Oxford University Press's
Academic Insights for the Thinking World

The Park That Lost its Name

Patrick Wright is a writer and broadcaster with an interest in the cultural and political dimensions of modern history.  Having started writing A Journey Through Ruins: The Last Days of London while working for the National Council for Voluntary Organizations, he is now a Professor at the Institute for Cultural Analysis at Nottingham Trent University and a fellow of the London Consortium.  A Journey Through Ruins views the transformation of the Britain through the unexpected prism of everyday life in East London. Below is an excerpt about London Fields.  If you will be in London this summer, perhaps you should pick up a copy of Wright’s book and read about your surroundings as you travel.

Hackney was once a place of pastures and market gardens.  Samuel Pepys practised archery here.  Even today there is a public park in the borough known as London Fields.  It is a place of modest attractions: some fine old plane trees, a new community centre, an open-air lido that, were it not for local objectors, the council would already have demolished.  In the early morning, before the dogs come out, it is often full of seagulls.

Trains rattle by overhead.  London Fields borders on the Cambridge line, and it’s not a bad spot from which to observe passing academics.  They stare back glumly, thanking their lucky stars for Grantchester Meadows and mistaking the figures on the ground for woebegone residents of the Victorian East End.  It’s easy to imagine them adding those contemporary asides that keep turning up in scholarly studies of Dickens, Dore, or life as it was in outcast London: ‘Even today, one only has to take the train from Liverpool Street Station…’.

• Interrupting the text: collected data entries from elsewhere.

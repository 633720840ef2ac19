//! Minimal FastCGI responder client: one request per connection, request
//! id 1, no multiplexing.

use std::time::Duration;

use bytes::{Buf, BufMut, Bytes, BytesMut};
use tokio::io::{AsyncRead, AsyncReadExt, AsyncWriteExt};
use tokio::net::TcpStream;

use crate::{AppError, Result};

const VERSION_1: u8 = 1;
const HEADER_LEN: usize = 8;
const MAX_CONTENT_LEN: usize = 65_535;
const REQUEST_ID: u16 = 1;
const ROLE_RESPONDER: u16 = 1;

pub(crate) const BEGIN_REQUEST: u8 = 1;
pub(crate) const END_REQUEST: u8 = 3;
pub(crate) const PARAMS: u8 = 4;
pub(crate) const STDIN: u8 = 5;
pub(crate) const STDOUT: u8 = 6;
pub(crate) const STDERR: u8 = 7;

#[derive(Debug)]
pub struct FastCgiResponse {
    pub stdout: Bytes,
    pub stderr: Bytes,
    pub app_status: u32,
}

/// CGI output split into its header block and body.
#[derive(Debug)]
pub struct CgiOutput {
    pub status: Option<u16>,
    pub content_type: Option<String>,
    pub body: Bytes,
}

pub struct FastCgiClient {
    addr: String,
    timeout: Duration,
}

impl FastCgiClient {
    pub fn new(host: &str, port: u16) -> Self {
        Self {
            addr: format!("{}:{}", host, port),
            timeout: Duration::from_secs(5),
        }
    }

    pub fn with_timeout(mut self, timeout: Duration) -> Self {
        self.timeout = timeout;
        self
    }

    /// Sends one request and reads records until END_REQUEST.
    pub async fn request(&self, params: &[(String, String)], stdin: &[u8]) -> Result<FastCgiResponse> {
        let exchange = async {
            let mut stream = TcpStream::connect(&self.addr).await.map_err(|e| {
                AppError::Proxy(format!("Could not connect to {}: {}", self.addr, e))
            })?;

            let request = encode_request(params, stdin);
            stream
                .write_all(&request)
                .await
                .map_err(|e| AppError::Proxy(format!("Failed fastcgi request: {}", e)))?;

            read_response(&mut stream).await
        };

        tokio::time::timeout(self.timeout, exchange)
            .await
            .map_err(|_| AppError::Proxy(format!("fastcgi request to {} timed out", self.addr)))?
    }
}

pub(crate) fn encode_request(params: &[(String, String)], stdin: &[u8]) -> BytesMut {
    let mut buf = BytesMut::new();

    let mut begin = BytesMut::with_capacity(8);
    begin.put_u16(ROLE_RESPONDER);
    begin.put_u8(0); // close the connection when done
    begin.put_bytes(0, 5);
    put_record(&mut buf, BEGIN_REQUEST, &begin);

    let mut encoded = BytesMut::new();
    for (name, value) in params {
        put_length(&mut encoded, name.len());
        put_length(&mut encoded, value.len());
        encoded.put_slice(name.as_bytes());
        encoded.put_slice(value.as_bytes());
    }
    put_stream(&mut buf, PARAMS, &encoded);
    put_stream(&mut buf, STDIN, stdin);

    buf
}

/// Writes `content` as a stream: data records followed by the empty record
/// that terminates it.
fn put_stream(buf: &mut BytesMut, kind: u8, content: &[u8]) {
    for chunk in content.chunks(MAX_CONTENT_LEN) {
        put_record(buf, kind, chunk);
    }
    put_record(buf, kind, &[]);
}

pub(crate) fn put_record(buf: &mut BytesMut, kind: u8, content: &[u8]) {
    let padding = (8 - content.len() % 8) % 8;
    buf.put_u8(VERSION_1);
    buf.put_u8(kind);
    buf.put_u16(REQUEST_ID);
    buf.put_u16(content.len() as u16);
    buf.put_u8(padding as u8);
    buf.put_u8(0);
    buf.put_slice(content);
    buf.put_bytes(0, padding);
}

fn put_length(buf: &mut BytesMut, len: usize) {
    if len < 128 {
        buf.put_u8(len as u8);
    } else {
        buf.put_u32(len as u32 | 0x8000_0000);
    }
}

pub(crate) fn read_length(buf: &mut Bytes) -> Option<usize> {
    let first = *buf.first()?;
    if first & 0x80 == 0 {
        buf.advance(1);
        Some(first as usize)
    } else if buf.len() >= 4 {
        Some((buf.get_u32() & 0x7fff_ffff) as usize)
    } else {
        None
    }
}

/// Reads one record, returning its type and content without padding.
pub(crate) async fn read_record<R: AsyncRead + Unpin>(reader: &mut R) -> std::io::Result<(u8, Bytes)> {
    let mut header = [0u8; HEADER_LEN];
    reader.read_exact(&mut header).await?;

    let kind = header[1];
    let content_len = u16::from_be_bytes([header[4], header[5]]) as usize;
    let padding = header[6] as usize;

    let mut content = vec![0u8; content_len + padding];
    reader.read_exact(&mut content).await?;
    content.truncate(content_len);
    Ok((kind, Bytes::from(content)))
}

async fn read_response<R: AsyncRead + Unpin>(reader: &mut R) -> Result<FastCgiResponse> {
    let mut stdout = BytesMut::new();
    let mut stderr = BytesMut::new();

    loop {
        let (kind, mut content) = read_record(reader)
            .await
            .map_err(|e| AppError::Proxy(format!("Failed to read fastcgi response: {}", e)))?;

        match kind {
            STDOUT => stdout.extend_from_slice(&content),
            STDERR => stderr.extend_from_slice(&content),
            END_REQUEST => {
                let app_status = if content.len() >= 4 { content.get_u32() } else { 0 };
                return Ok(FastCgiResponse {
                    stdout: stdout.freeze(),
                    stderr: stderr.freeze(),
                    app_status,
                });
            }
            other => {
                tracing::debug!(record_type = other, "Ignoring unexpected fastcgi record");
            }
        }
    }
}

impl FastCgiResponse {
    /// Splits the CGI header block off STDOUT.
    pub fn parse_stdout(self) -> Result<CgiOutput> {
        let raw = self.stdout;
        let (head_len, sep_len) = find_header_end(&raw).ok_or_else(|| {
            AppError::Proxy("Failed to parse fastcgi response: no header terminator".to_string())
        })?;

        let head = std::str::from_utf8(&raw[..head_len]).map_err(|e| {
            AppError::Proxy(format!("Failed to parse fastcgi response headers: {}", e))
        })?;

        let mut status = None;
        let mut content_type = None;
        for line in head.lines() {
            let Some((name, value)) = line.split_once(':') else {
                continue;
            };
            let value = value.trim();
            if name.eq_ignore_ascii_case("status") {
                status = value.split_whitespace().next().and_then(|c| c.parse().ok());
            } else if name.eq_ignore_ascii_case("content-type") {
                content_type = Some(value.to_string());
            }
        }

        Ok(CgiOutput {
            status,
            content_type,
            body: raw.slice(head_len + sep_len..),
        })
    }
}

fn find_header_end(raw: &[u8]) -> Option<(usize, usize)> {
    if let Some(pos) = raw.windows(4).position(|w| w == b"\r\n\r\n") {
        return Some((pos, 4));
    }
    raw.windows(2).position(|w| w == b"\n\n").map(|pos| (pos, 2))
}
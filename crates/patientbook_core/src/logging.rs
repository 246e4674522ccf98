//! Core logging bootstrap.
//!
//! # Responsibility
//! - Start the rolling file logger at most once per process.
//! - Emit metadata-only diagnostic events (ids, counts, status), never
//!   patient free text.
//!
//! # Invariants
//! - Initialization with identical settings is idempotent.
//! - Initialization with different settings is rejected.
//! - Initialization never panics.

use crate::config::CoreConfig;
use flexi_logger::{Cleanup, Criterion, FileSpec, Logger, LoggerHandle, Naming, WriteMode};
use log::{error, info};
use once_cell::sync::OnceCell;
use std::path::{Path, PathBuf};

const LOG_FILE_BASENAME: &str = "patientbook";
const MAX_LOG_FILE_SIZE_BYTES: u64 = 5 * 1024 * 1024;
const MAX_LOG_FILES: usize = 3;
const MAX_PANIC_PAYLOAD_CHARS: usize = 160;

static LOGGER: OnceCell<ActiveLogger> = OnceCell::new();
static PANIC_HOOK: OnceCell<()> = OnceCell::new();

struct ActiveLogger {
    level: &'static str,
    log_dir: PathBuf,
    _handle: LoggerHandle,
}

impl ActiveLogger {
    fn ensure_same(&self, level: &str, log_dir: &Path) -> Result<(), String> {
        if self.log_dir != log_dir {
            return Err(format!(
                "logging already initialized at `{}`; refusing to switch to `{}`",
                self.log_dir.display(),
                log_dir.display()
            ));
        }
        if self.level != level {
            return Err(format!(
                "logging already initialized with level `{}`; refusing to switch to `{level}`",
                self.level
            ));
        }
        Ok(())
    }
}

/// Starts rolling file logging.
///
/// # Errors
/// - Unsupported `level`.
/// - Empty or relative `log_dir`, or a directory that cannot be created.
/// - A previous call used a different level or directory.
/// - Logger backend start failure.
pub fn init_logging(level: &str, log_dir: &str) -> Result<(), String> {
    let level = normalize_level(level)?;
    let log_dir = normalize_log_dir(log_dir)?;

    if let Some(active) = LOGGER.get() {
        return active.ensure_same(level, &log_dir);
    }

    let active = LOGGER.get_or_try_init(|| start_logger(level, &log_dir))?;
    active.ensure_same(level, &log_dir)
}

/// Starts logging from `config` when it names a log directory.
///
/// Returns `Ok(false)` without touching the logger when `log_dir` is unset.
pub fn init_logging_from_config(config: &CoreConfig) -> Result<bool, String> {
    let Some(log_dir) = config.log_dir.as_deref() else {
        return Ok(false);
    };
    let log_dir = log_dir
        .to_str()
        .ok_or_else(|| format!("log_dir is not valid UTF-8: `{}`", log_dir.display()))?;
    init_logging(&config.log_level, log_dir)?;
    Ok(true)
}

/// Active `(level, log_dir)`, or `None` before initialization.
pub fn logging_status() -> Option<(&'static str, PathBuf)> {
    LOGGER
        .get()
        .map(|active| (active.level, active.log_dir.clone()))
}

/// `debug` for debug builds, `info` for release builds.
pub fn default_log_level() -> &'static str {
    if cfg!(debug_assertions) {
        "debug"
    } else {
        "info"
    }
}

fn start_logger(level: &'static str, log_dir: &Path) -> Result<ActiveLogger, String> {
    std::fs::create_dir_all(log_dir).map_err(|err| {
        format!(
            "failed to create log directory `{}`: {err}",
            log_dir.display()
        )
    })?;

    let handle = Logger::try_with_str(level)
        .map_err(|err| format!("invalid log level `{level}`: {err}"))?
        .log_to_file(
            FileSpec::default()
                .directory(log_dir)
                .basename(LOG_FILE_BASENAME),
        )
        .rotate(
            Criterion::Size(MAX_LOG_FILE_SIZE_BYTES),
            Naming::Numbers,
            Cleanup::KeepLogFiles(MAX_LOG_FILES),
        )
        .write_mode(WriteMode::BufferAndFlush)
        .append()
        .format_for_files(flexi_logger::detailed_format)
        .start()
        .map_err(|err| format!("failed to start logger: {err}"))?;

    install_panic_hook_once();

    info!(
        "event=core_init module=logging status=ok level={} log_dir={} version={}",
        level,
        log_dir.display(),
        env!("CARGO_PKG_VERSION")
    );

    Ok(ActiveLogger {
        level,
        log_dir: log_dir.to_path_buf(),
        _handle: handle,
    })
}

fn normalize_level(level: &str) -> Result<&'static str, String> {
    match level.trim().to_ascii_lowercase().as_str() {
        "trace" => Ok("trace"),
        "debug" => Ok("debug"),
        "info" => Ok("info"),
        "warn" | "warning" => Ok("warn"),
        "error" => Ok("error"),
        other => Err(format!(
            "unsupported log level `{other}`; expected trace|debug|info|warn|error"
        )),
    }
}

fn normalize_log_dir(log_dir: &str) -> Result<PathBuf, String> {
    let trimmed = log_dir.trim();
    if trimmed.is_empty() {
        return Err("log_dir cannot be empty".to_string());
    }
    let path = Path::new(trimmed);
    if !path.is_absolute() {
        return Err(format!("log_dir must be an absolute path, got `{trimmed}`"));
    }
    Ok(path.to_path_buf())
}

fn install_panic_hook_once() {
    if PANIC_HOOK.set(()).is_err() {
        return;
    }

    let previous_hook = std::panic::take_hook();
    std::panic::set_hook(Box::new(move |panic_info| {
        let location = panic_info
            .location()
            .map(|loc| format!("{}:{}", loc.file(), loc.line()))
            .unwrap_or_else(|| "unknown".to_string());
        let payload = panic_info
            .payload()
            .downcast_ref::<&str>()
            .map(|message| (*message).to_string())
            .or_else(|| panic_info.payload().downcast_ref::<String>().cloned())
            .unwrap_or_else(|| "non-string panic payload".to_string());
        // Payload may echo patient input.
        error!(
            "event=panic_captured module=core status=error location={} payload={}",
            location,
            sanitize_message(&payload, MAX_PANIC_PAYLOAD_CHARS)
        );
        previous_hook(panic_info);
    }));
}

fn sanitize_message(value: &str, max_chars: usize) -> String {
    let normalized = value.replace(['\n', '\r'], " ");
    let mut truncated = normalized.chars().take(max_chars).collect::<String>();
    if normalized.chars().count() > max_chars {
        truncated.push_str("...");
    }
    truncated
}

London Fields certainly has its dismal aspect.  There have been vicious assaults.  Huge and unattended dogs run free.  Young children from the nearby travellers’ site invade the infants’ playground in a terrifying and unbelievably foul-mouthed pack (not for them the clip on the ear with which Richard North once hoped to improve the area).  As I walked out on Sunday afternoon I came across a Ford Cortina parked up against the railings: it was emitting grunts and rocking.

But despite the malevolence that sometimes drifts across it, London Fields also clings to an understated respectability.  On most days of the year, it is an uneventful and slightly melancholy place.  If it has a message for the world it is no longer the progressive Victorian one about the uplifting and civilizing effect of open spaces-green lungs as they used to be called-on the nation’s most down-trodden souls.  These days the park promises nothing so ambitious.  It merely points out that people can be poor without always being beastly; that, no matter what writers like Tom Wolfe may suggest, the inhabitants of the inner city can get by without raping, mugging and insulting each other at every encounter.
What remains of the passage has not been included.